Normally, Sunday wasn't a good day to go to
the gallery. Too many elegantly dressed people there, showing off
expensive wardrobes while pretending to look at the Nelson's
collection, too crowded for a hard-scrabble guy like Z to get more
than a peek at what he needed most in his weary life: beauty!
Still, the day had less to do with drinking in art than it did with
drinking ... life.

A disappointment was that
the ancient room was closed to the public, a sigh saying that a
major renovation was going on, the "renovation" posting called for
when a new director needed to shift the collection to justify his
job. Z did recall an article in the "Arts" section of the
Star
. A piece saying the
4th-century, life-sized Athenian lion that, to the delight of
children, padded about the Ancient room on marble-soft paws, was in
need of restoration. Something about its iron skeleton eroding; the
beast needing a new, titanium core. (Z wished
his
old bones could be swapped that
easily. As well as the flesh that dripped from them.)

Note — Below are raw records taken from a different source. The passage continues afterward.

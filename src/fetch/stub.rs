use async_trait::async_trait;
use std::collections::{HashMap, VecDeque};
use std::sync::atomic::{AtomicUsize, Ordering};
use std::sync::Mutex;
use std::time::Duration;

use super::{Category, FetchError, Transport};

/// Canned outcome for one request.
#[derive(Debug, Clone)]
pub enum StubReply {
    Json(String),
    Status(u16),
    Unreachable,
    Delayed(Duration, Box<StubReply>),
}

impl StubReply {
    pub fn json(body: &str) -> Self {
        StubReply::Json(body.to_string())
    }

    pub fn delayed(ms: u64, reply: StubReply) -> Self {
        StubReply::Delayed(Duration::from_millis(ms), Box::new(reply))
    }
}

/// In-memory transport. A category with no reply behaves as unreachable.
///
/// Replies queue per category; the last queued reply is sticky and answers
/// every later request.
#[derive(Debug, Default)]
pub struct StubTransport {
    routes: Mutex<HashMap<Category, VecDeque<StubReply>>>,
    calls: Mutex<Vec<Category>>,
    in_flight: AtomicUsize,
    max_in_flight: AtomicUsize,
}

impl StubTransport {
    pub fn new() -> Self {
        Self::default()
    }

    /// Replace whatever is queued for `category`.
    pub fn set(&self, category: Category, reply: StubReply) {
        if let Ok(mut routes) = self.routes.lock() {
            routes.insert(category, VecDeque::from([reply]));
        }
    }

    pub fn push(&self, category: Category, reply: StubReply) {
        if let Ok(mut routes) = self.routes.lock() {
            routes.entry(category).or_default().push_back(reply);
        }
    }

    pub fn clear(&self, category: Category) {
        if let Ok(mut routes) = self.routes.lock() {
            routes.remove(&category);
        }
    }

    /// Categories in the order requests were initiated.
    pub fn calls(&self) -> Vec<Category> {
        self.calls.lock().map(|c| c.clone()).unwrap_or_default()
    }

    pub fn max_in_flight(&self) -> usize {
        self.max_in_flight.load(Ordering::SeqCst)
    }

    fn next_reply(&self, category: Category) -> StubReply {
        let Ok(mut routes) = self.routes.lock() else {
            return StubReply::Unreachable;
        };
        match routes.get_mut(&category) {
            Some(queue) if queue.len() > 1 => queue.pop_front().unwrap_or(StubReply::Unreachable),
            Some(queue) => queue.front().cloned().unwrap_or(StubReply::Unreachable),
            None => StubReply::Unreachable,
        }
    }

    async fn answer(category: Category, mut reply: StubReply) -> Result<Vec<u8>, FetchError> {
        loop {
            match reply {
                StubReply::Json(body) => return Ok(body.into_bytes()),
                StubReply::Status(status) => return Err(FetchError::Status { category, status }),
                StubReply::Unreachable => {
                    return Err(FetchError::Transport {
                        category,
                        detail: "connection refused".to_string(),
                    })
                }
                StubReply::Delayed(delay, inner) => {
                    tokio::time::sleep(delay).await;
                    reply = *inner;
                }
            }
        }
    }
}

#[async_trait]
impl Transport for StubTransport {
    async fn get(&self, category: Category) -> Result<Vec<u8>, FetchError> {
        if let Ok(mut calls) = self.calls.lock() {
            calls.push(category);
        }
        let reply = self.next_reply(category);

        let now = self.in_flight.fetch_add(1, Ordering::SeqCst) + 1;
        self.max_in_flight.fetch_max(now, Ordering::SeqCst);
        let result = Self::answer(category, reply).await;
        self.in_flight.fetch_sub(1, Ordering::SeqCst);
        result
    }
}

#[cfg(test)]
mod tests {
    use super::*;

    #[tokio::test]
    async fn test_queue_then_sticky() {
        let stub = StubTransport::new();
        stub.push(Category::Kpis, StubReply::Status(503));
        stub.push(Category::Kpis, StubReply::json("{}"));

        assert!(stub.get(Category::Kpis).await.is_err());
        assert_eq!(stub.get(Category::Kpis).await.unwrap(), b"{}".to_vec());
        assert_eq!(stub.get(Category::Kpis).await.unwrap(), b"{}".to_vec());
    }

    #[tokio::test]
    async fn test_clear_makes_unreachable() {
        let stub = StubTransport::new();
        stub.set(Category::Trend, StubReply::json("[]"));
        stub.clear(Category::Trend);
        let err = stub.get(Category::Trend).await.unwrap_err();
        assert!(matches!(err, FetchError::Transport { .. }));
    }

    #[tokio::test]
    async fn test_tracks_overlap() {
        let stub = StubTransport::new();
        stub.set(Category::Kpis, StubReply::delayed(10, StubReply::json("1")));
        stub.set(Category::Radar, StubReply::delayed(10, StubReply::json("2")));
        let (a, b) = tokio::join!(stub.get(Category::Kpis), stub.get(Category::Radar));
        assert!(a.is_ok() && b.is_ok());
        assert_eq!(stub.max_in_flight(), 2);
        assert_eq!(stub.calls(), vec![Category::Kpis, Category::Radar]);
    }
}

A crowd. Young and old. ...... But mostly
old.

The smells were of eternity and cleaning
polish, leather shoes and dignified perfumes.

Because "Antiquities" was closed, Z and
Susan went straight through Kirkwood's twin rows of widely spaced,
sixty-foot-tall, highly polished, black granite columns, pillars
whose six feet in diameter cylinders soared like a sable forest,
each streaked with veins of purest white. Standing close, the
columns reminded Z of wild summer nights, when chain lightning
laced through rainy skies.

At hall's end, they passed empty suits of
antique armor; ghost-knights the appropriate guardians of the long
dead past.

In the South Vestibule, they turned left to
flank the Loan Exhibition room. Hooking left again at the end of
the long hall, they drifted through the Georgian and French Regency
rooms, then angled left once more; were now about to enter a room
displaying European painting.

As for their location in
the vastness that was the Nelson, they'd U-turned back to the front
of the 30's building -- the massive, multiple-storied structure
built with the fortune willed for that purpose by William Rockhill
Nelson, the Kansas City
Star's
turn-of-the-century newspaper mogul. At least Z
had always
taken
the north expanse of the Nelson to be the front of the
building since it was the side that art-goers entered. Others,
might consider the front of the gallery to be beyond Kirkwood Hall,
a sweeping width of steps outside the building overlooking a grassy
vista where the Kansas City symphony gave "pop" concerts on summer
nights.

It was then, strolling hand in hand like the
lovers they would soon be again, that Susan asked the question he'd
hoped never to hear. "Who's Jamie Stewart?"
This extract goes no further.